He flung out in a towering rage, almost on the very heels of Tim; and of the half-dozen men in the common room not one dared to dispute his passage. He gained the street, and was gone, leaving behind him some odds and ends of gear as a memento of his eventful passage, and a hostess reduced to tears of angry exhaustion.
CHAPTER XIV DESPAIR
For three weeks Colonel Holles waited in vain at The Harp in Wood Street for the promised message from His Grace of Buckingham, and his anxieties began to grow at last in a measure as he saw his resources dwindling. For he had practised no husbanding of his comparatively slender funds. He was well-lodged, ate and drank of the best, ruffled it in one or the other of two handsome suits which he had purchased from the second-hand clothiers in Birchin Lane,—considering this more prudent and economical than a return to the shops of Paternoster Row,—and he had even indulged with indifferent fortune a passion for gaming, which was one of his besetting sins.

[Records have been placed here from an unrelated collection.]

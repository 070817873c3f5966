//! Post Entity

use chrono::{DateTime, Utc};
use kernel::id::{PostId, UserId};

/// Persisted post
#[derive(Debug, Clone, PartialEq, Eq)]
pub struct Post {
    pub id: PostId,
    pub title: String,
    pub content: String,
    pub active: bool,
    pub author_id: UserId,
    pub created_at: DateTime<Utc>,
    pub updated_at: DateTime<Utc>,
}

impl Post {
    pub fn is_authored_by(&self, user_id: UserId) -> bool {
        self.author_id == user_id
    }
}

/// Validated, author-independent post fields
#[derive(Debug, Clone, PartialEq, Eq)]
pub struct PostDraft {
    pub title: String,
    pub content: String,
    pub active: bool,
}

/// Post about to be inserted; the store assigns id and timestamps
#[derive(Debug, Clone, PartialEq, Eq)]
pub struct NewPost {
    pub draft: PostDraft,
    pub author_id: UserId,
}
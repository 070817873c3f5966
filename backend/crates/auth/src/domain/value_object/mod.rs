//! Value Object Module

pub mod email;
pub mod user_name;
pub mod user_password;
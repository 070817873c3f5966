//! User Entity
//!
//! Immutable after sign-up.

use chrono::{DateTime, Utc};
use kernel::id::UserId;

use crate::domain::value_object::{email::Email, user_name::UserName, user_password::UserPassword};

/// Persisted user
#[derive(Debug, Clone)]
pub struct User {
    /// Database-assigned id
    pub id: UserId,
    /// Display name
    pub name: UserName,
    /// Login identifier (unique, lower-cased)
    pub email: Email,
    /// Argon2id hash
    pub password: UserPassword,
    pub created_at: DateTime<Utc>,
}

/// User about to be inserted; the store assigns the id
#[derive(Debug, Clone)]
pub struct NewUser {
    pub name: UserName,
    pub email: Email,
    pub password: UserPassword,
}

Hence in the end he found himself fretted by the continued silence of the Duke who had led him into so confident a state of hope. And he had anxieties on another score. There was, he knew, a hue-and-cry set afoot by the vindictive fury of Mrs. Quinn, and it was solely due to the fact that his real whereabouts were unknown to her that he had escaped arrest. He was aware that search for him had been made at the Bird in Hand, whither he had announced to her his intention of removing himself. That the search had been abandoned he dared not assume. At any moment it might result in his discovery and seizure. If it had not hitherto been more vigorously prosecuted, it was, he supposed, because there were other momentous matters to engage the public attention. For these were excited, uneasy days in London.

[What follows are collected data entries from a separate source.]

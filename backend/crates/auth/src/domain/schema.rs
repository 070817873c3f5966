//! Request Schemas
//!
//! Login and sign-up payloads are validated here, field by field. Every
//! failing field contributes one message.

use kernel::validation::{ValidationErrors, Validator};
use serde_json::Value;

use crate::domain::value_object::{
    email::Email, user_name::UserName, user_password::RawPassword,
};

/// Validated login payload
#[derive(Debug)]
pub struct LoginInput {
    pub email: Email,
    pub password: RawPassword,
}

/// Validated sign-up payload
#[derive(Debug)]
pub struct SignUpInput {
    pub name: UserName,
    pub email: Email,
    pub password: RawPassword,
}

/// `{ email, password }`
pub fn validate_login(payload: &Value) -> Result<LoginInput, ValidationErrors> {
    let mut v = Validator::new();

    let email = email_field(&mut v, payload);
    let password = password_field(&mut v, payload);

    match (email, password) {
        (Some(email), Some(password)) => Ok(LoginInput { email, password }),
        _ => Err(v.into_errors()),
    }
}

/// `{ name, email, password }`
pub fn validate_sign_up(payload: &Value) -> Result<SignUpInput, ValidationErrors> {
    let mut v = Validator::new();

    let name = v
        .string_field(payload, "name", "Name is required")
        .and_then(|raw| match UserName::new(raw) {
            Ok(name) => Some(name),
            Err(e) => {
                v.push("name", e.to_string());
                None
            }
        });
    let email = email_field(&mut v, payload);
    let password = password_field(&mut v, payload);

    match (name, email, password) {
        (Some(name), Some(email), Some(password)) => Ok(SignUpInput {
            name,
            email,
            password,
        }),
        _ => Err(v.into_errors()),
    }
}

fn email_field(v: &mut Validator, payload: &Value) -> Option<Email> {
    let raw = v.string_field(payload, "email", "Email is required")?;
    match Email::new(raw) {
        Ok(email) => Some(email),
        Err(e) => {
            v.push("email", e.to_string());
            None
        }
    }
}

fn password_field(v: &mut Validator, payload: &Value) -> Option<RawPassword> {
    let raw = v.string_field(payload, "password", "Password is required")?;
    match RawPassword::new(raw) {
        Ok(password) => Some(password),
        Err(e) => {
            v.push("password", e.to_string());
            None
        }
    }
}

#[cfg(test)]
mod tests {
    use super::*;
    use serde_json::json;

    #[test]
    fn test_login_valid() {
        let input = validate_login(&json!({
            "email": "Alice@X.com",
            "password": "Abcdef1!",
        }))
        .unwrap();
        assert_eq!(input.email.as_str(), "alice@x.com");
    }

    #[test]
    fn test_login_reports_every_field() {
        let errors = validate_login(&json!({
            "email": "not-an-email",
            "password": "abc",
        }))
        .unwrap_err();
        assert_eq!(errors.len(), 2);
        assert!(errors.has_field("email"));
        assert!(errors.has_field("password"));
    }

    #[test]
    fn test_login_missing_and_wrong_types() {
        let errors = validate_login(&json!({ "email": 42 })).unwrap_err();
        assert!(errors.has_field("email"));
        assert!(errors.has_field("password"));

        let errors = validate_login(&json!("just a string")).unwrap_err();
        assert_eq!(errors.len(), 2);
    }

    #[test]
    fn test_sign_up_valid() {
        let input = validate_sign_up(&json!({
            "name": "Alice",
            "email": "alice@x.com",
            "password": "Abcdef1!",
        }))
        .unwrap();
        assert_eq!(input.name.as_str(), "Alice");
    }

    #[test]
    fn test_sign_up_invalid_name_and_password() {
        let errors = validate_sign_up(&json!({
            "name": "Al",
            "email": "alice@x.com",
            "password": "abcdefgh",
        }))
        .unwrap_err();
        assert_eq!(errors.len(), 2);
        assert!(errors.has_field("name"));
        assert!(errors.has_field("password"));
        assert!(!errors.has_field("email"));
    }

    #[test]
    fn test_sign_up_accepts_long_password() {
        let password = format!("Abcdef1!{}", "a".repeat(125));
        let input = validate_sign_up(&json!({
            "name": "Alice",
            "email": "alice@x.com",
            "password": password,
        }))
        .unwrap();
        assert_eq!(input.email.as_str(), "alice@x.com");

        assert!(validate_login(&json!({
            "email": "alice@x.com",
            "password": password,
        }))
        .is_ok());
    }

    #[test]
    fn test_sign_up_missing_name() {
        let errors = validate_sign_up(&json!({
            "email": "alice@x.com",
            "password": "Abcdef1!",
        }))
        .unwrap_err();
        assert_eq!(errors.len(), 1);
        assert!(errors.has_field("name"));
    }
}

On the third of the month the people had been startled in the City by the distant boom of guns, which had endured throughout the day to intimate that the Dutch and English fleets were engaged and rather alarmingly close at hand. The engagement, as you know, was somewhere off the coast in the neighbourhood of Harwich, and it ended in heavy loss to the Dutch, who drew off back to the Texel. There were, of course, the usual exaggerations on both sides, and both English and Dutch claimed a complete victory and lighted bonfires. Our affair, however, is not with what was happening in Holland. In London from the 8th June, when first the news came of the complete rout of the Dutch and the destruction of half their ships, until the 20th, which was appointed as a thanksgiving day for that great victory, there were high junketings over the business, junketings which reached their climax at Whitehall on the 16th to welcome back the victorious Duke of York, returning from sea—as Mr. Pepys tells us—all fat and lusty and ruddy from being in the sun.
And well it was—or perhaps not—that there should have been such excitements to keep the mind of the people diverted from the thing happening in their midst, to blind them to the spread of the plague, which, if slow, was nevertheless relentlessly steady, a foe likely to prove less easily engaged and beaten than the Dutch.
After the wild public rejoicings of the 20th, people seemed suddenly to awaken to their peril. It may be that the sense of danger and dismay had its source in Whitehall, which was emptying itself rapidly now. The Court removed itself to the more salubrious air of Salisbury, and throughout the day on the 21st and again on the 22d there was a constant westward stream of coaches and wagons by Charing Cross, laden with people departing from the infected town to seek safety in the country.
That flight struck dismay into the City, whose inhabitants felt themselves in the position of mariners abandoned aboard a ship that is doomed. Something approaching panic ensued as a consequence of the orders promulgated by the Lord Mayor and the measures taken to combat the dread disease. Sir John Lawrence had been constrained to issue stringent regulations, to appoint examiners and searchers, and to take measures for shutting up and isolating infected houses—measures so rigorous that they finally dispelled any remains of the fond illusion that there was immunity within the walls of the City itself.